Révision à la baisse

« Il existe des écarts importants des PMP selon les régions et les coupes Pathos sont revues systématiquement à la baisse : certains établissements qui n’étaient pas en convergence le sont désormais. La culture de la traçabilité dans les dossiers patients n’est pas maîtrisée, le rôle du médecin coordonnateur n’est pas valorisé », regrette Claudy Jarry, président de la Fédération nationale des associations de directeurs d’établissements et services pour personnes âgées (Fnadepa). Les responsables d’établissement sont à présent en attente de la parution du décret créant des commissions régionales de coordination médicale (article 81 de la LFSS 2011) afin que les coupes Pathos puissent faire l’objet d’une discussion contradictoire.
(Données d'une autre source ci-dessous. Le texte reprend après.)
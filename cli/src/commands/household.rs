use anyhow::Result;
use tabled::{Table, Tabled, settings::Style};

use larder_core::db::Database;

use super::helpers::print_json;

pub(crate) fn cmd_user_add(db: &Database, name: &str, json: bool) -> Result<()> {
    let user = db.create_user(name)?;
    if json {
        print_json(&user)?;
    } else {
        println!("Created user: {} (id: {})", user.name, user.id);
    }
    Ok(())
}

pub(crate) fn cmd_user_list(db: &Database, json: bool) -> Result<()> {
    #[derive(Tabled)]
    struct UserRow {
        #[tabled(rename = "ID")]
        id: i64,
        #[tabled(rename = "Name")]
        name: String,
        #[tabled(rename = "Household")]
        household: String,
    }

    let users = db.list_users()?;
    if json {
        return print_json(&users);
    }
    if users.is_empty() {
        eprintln!("No users yet. Create one with: larder user add <name>");
        return Ok(());
    }
    let rows: Vec<UserRow> = users
        .iter()
        .map(|u| UserRow {
            id: u.id,
            name: u.name.clone(),
            household: u.household_id.map(|h| h.to_string()).unwrap_or_default(),
        })
        .collect();
    println!("{}", Table::new(&rows).with(Style::rounded()));
    Ok(())
}

pub(crate) fn cmd_household_create(db: &Database, name: &str, json: bool) -> Result<()> {
    let household = db.create_household(name)?;
    if json {
        print_json(&household)?;
    } else {
        println!("Created household: {} (id: {})", household.name, household.id);
    }
    Ok(())
}

pub(crate) fn cmd_household_join(
    db: &Database,
    user_id: i64,
    household_id: i64,
    json: bool,
) -> Result<()> {
    db.join_household(user_id, household_id)?;
    if json {
        print_json(&db.get_user(user_id)?)?;
    } else {
        println!("User {user_id} now shares the pantry of household {household_id}");
    }
    Ok(())
}

pub(crate) fn cmd_household_leave(db: &Database, user_id: i64, json: bool) -> Result<()> {
    let left = db.leave_household(user_id)?;
    if json {
        println!("{}", serde_json::json!({ "left": left }));
    } else if left {
        println!("User {user_id} left their household");
    } else {
        println!("User {user_id} is not in a household");
    }
    Ok(())
}
use std::collections::HashMap;

use crate::models::TaxonomyNode;

/// Request-scoped arena of taxonomy nodes keyed by id.
///
/// Ancestry questions are answered from materialized paths: `a` is an
/// ancestor-or-self of `b` exactly when `b.path` starts with `a.path`.
/// Paths always end in `/`, so `/1/2/` never prefixes `/1/23/`.
#[derive(Debug, Default, Clone)]
pub struct TaxonomyStore {
    nodes: HashMap<i64, TaxonomyNode>,
}

impl TaxonomyStore {
    #[must_use]
    pub fn new(nodes: impl IntoIterator<Item = TaxonomyNode>) -> Self {
        Self {
            nodes: nodes.into_iter().map(|n| (n.id, n)).collect(),
        }
    }

    #[must_use]
    pub fn get(&self, id: i64) -> Option<&TaxonomyNode> {
        self.nodes.get(&id)
    }

    #[must_use]
    pub fn len(&self) -> usize {
        self.nodes.len()
    }

    #[must_use]
    pub fn is_empty(&self) -> bool {
        self.nodes.is_empty()
    }

    /// Materialized path of `id`, or `None` for an unknown id.
    #[must_use]
    pub fn ancestor_path_of(&self, id: i64) -> Option<&str> {
        self.nodes.get(&id).map(|n| n.path.as_str())
    }

    /// True when `candidate_id` sits at or below `of_id`. Unknown ids are never related.
    #[must_use]
    pub fn is_descendant_or_self(&self, candidate_id: i64, of_id: i64) -> bool {
        match (
            self.ancestor_path_of(candidate_id),
            self.ancestor_path_of(of_id),
        ) {
            (Some(candidate), Some(of)) => candidate.starts_with(of),
            _ => false,
        }
    }

    /// Ids on the path from the root down to `id`, inclusive. Empty for unknown ids.
    #[must_use]
    pub fn lineage(&self, id: i64) -> Vec<i64> {
        self.ancestor_path_of(id)
            .map(path_ids)
            .unwrap_or_default()
    }
}

/// Parse a materialized path like `/1/2/3/` into `[1, 2, 3]`, skipping junk segments.
#[must_use]
pub fn path_ids(path: &str) -> Vec<i64> {
    path.split('/')
        .filter(|s| !s.is_empty())
        .filter_map(|s| s.parse().ok())
        .collect()
}

#[cfg(test)]
mod tests {
    use super::*;
    use crate::models::NodeKind;

    fn node(id: i64, name: &str, parent_id: Option<i64>, path: &str) -> TaxonomyNode {
        TaxonomyNode {
            id,
            name: name.to_string(),
            kind: NodeKind::GenericFood,
            parent_id,
            path: path.to_string(),
            is_pantry_staple: false,
        }
    }

    fn pork_tree() -> TaxonomyStore {
        TaxonomyStore::new(vec![
            node(6, "Pork", Some(5), "/1/2/5/6/"),
            node(8, "Cured Pork", Some(6), "/1/2/5/6/8/"),
            node(9, "Bacon", Some(8), "/1/2/5/6/8/9/"),
            node(90, "Oscar Mayer Bacon", Some(9), "/1/2/5/6/8/9/90/"),
            node(60, "Sixty", Some(5), "/1/2/5/60/"),
        ])
    }

    #[test]
    fn test_descendant_or_self() {
        let tax = pork_tree();
        assert!(tax.is_descendant_or_self(90, 9));
        assert!(tax.is_descendant_or_self(90, 6));
        assert!(tax.is_descendant_or_self(9, 9));
    }

    #[test]
    fn test_containment_is_asymmetric() {
        let tax = pork_tree();
        assert!(tax.is_descendant_or_self(90, 6));
        assert!(!tax.is_descendant_or_self(6, 90));
    }

    #[test]
    fn test_sibling_with_shared_digit_prefix_is_unrelated() {
        let tax = pork_tree();
        // "/1/2/5/60/" must not count as under "/1/2/5/6/"
        assert!(!tax.is_descendant_or_self(60, 6));
    }

    #[test]
    fn test_unknown_ids_are_unrelated() {
        let tax = pork_tree();
        assert!(!tax.is_descendant_or_self(999, 6));
        assert!(!tax.is_descendant_or_self(90, 999));
        assert!(tax.ancestor_path_of(999).is_none());
    }

    #[test]
    fn test_lineage() {
        let tax = pork_tree();
        assert_eq!(tax.lineage(90), vec![1, 2, 5, 6, 8, 9, 90]);
        assert!(tax.lineage(12345).is_empty());
    }

    #[test]
    fn test_path_ids_skips_junk() {
        assert_eq!(path_ids("/1/x/3/"), vec![1, 3]);
        assert!(path_ids("").is_empty());
    }
}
(1) La tarification de la part « soins » au sein des Ehpad repose sur les outils Aggir et Pathos. Le modèle Pathos, évalue le besoin en soins techniques. Il est complété par le modèle Aggir qui, lui, évalue le besoin en soins de base.

Qualité + efficience =
dotations supplémentaires ?

Améliorer la qualité et l’efficience des soins ou limiter le recours à l’hospitalisation des résidents : tel est l’objectif visé par les expérimentations qui seront conduites, à compter de cette année et pour une durée maximale de trois ans, au sein d’Ehpad volontaires, sélectionnés par les Agences régionales de santé. Concrètement, l’article 37 de la Loi de financement de la sécurité sociale 2012 prévoit une majoration et non plus une modulation du forfait global relatif aux soins des établissements accueillant des personnes âgées dépendantes en fonction d’indicateurs de qualité et d’efficience dont la liste sera fixée par décret. « Cet article ne doit pas être utilisé comme un ersatz de tarification », avertit  Alain Villez, conseiller à l’Union nationale interfédérale des œuvres et organismes privés sanitaires et sociaux (Uniopss). « Une fois que tous les établissements seront justement dotés au regard de leur PMP et de leur GMP, on pourra comparer. Il existe actuellement des différences de dotations allant de un à trois. Il faut d’abord finir la réforme de la tarification des Ehpad avant de commencer un travail sur la qualité et l’efficience », considère Florence Arnaiz-Maumé, déléguée générale du Synerpa, fédération de maisons de retraite privées et des établissements pour personnes âgées.
Les modalités de mise en œuvre de ces expérimentations seront définies par un cahier des charges approuvé par décret du Conseil d’Etat. Un bilan annuel devra être transmis au Parlement ainsi qu’un rapport d’évaluation en vue d’une éventuelle généralisation de ces indicateurs pour les dotations soins des Ehpad.

 

L’état de santé des résidents

Selon l’enquête « EHPA 2007 », menée par la Direction de la recherche, des études, de l’évaluation et des statistiques (Drees) auprès des Établissements d’hébergement pour personnes âgées (EHPA), plus de huit résidents sur dix souffrent d’au moins une affection neuropsychiatrique, plus d’un tiers présentent un syndrome démentiel et/ou un état dépressif et environ un quart un état anxieux et/ou des troubles du comportement. Par ailleurs, les trois quarts des résidents sont atteints d’au moins une affection cardiovasculaire, l’hypertension artérielle étant la plus fréquente. Au total, en moyenne, les résidents cumulent six pathologies, essentiellement des pathologies chroniques stabilisées.

Par ailleurs, environ quatre résidents sur dix ont une déficience intellectuelle, quatre sur dix une déficience du comportement et quatre sur dix, une déficience motrice. Enfin, les personnes âgées vivant en institution consomment en moyenne 6,5 médicaments par jour.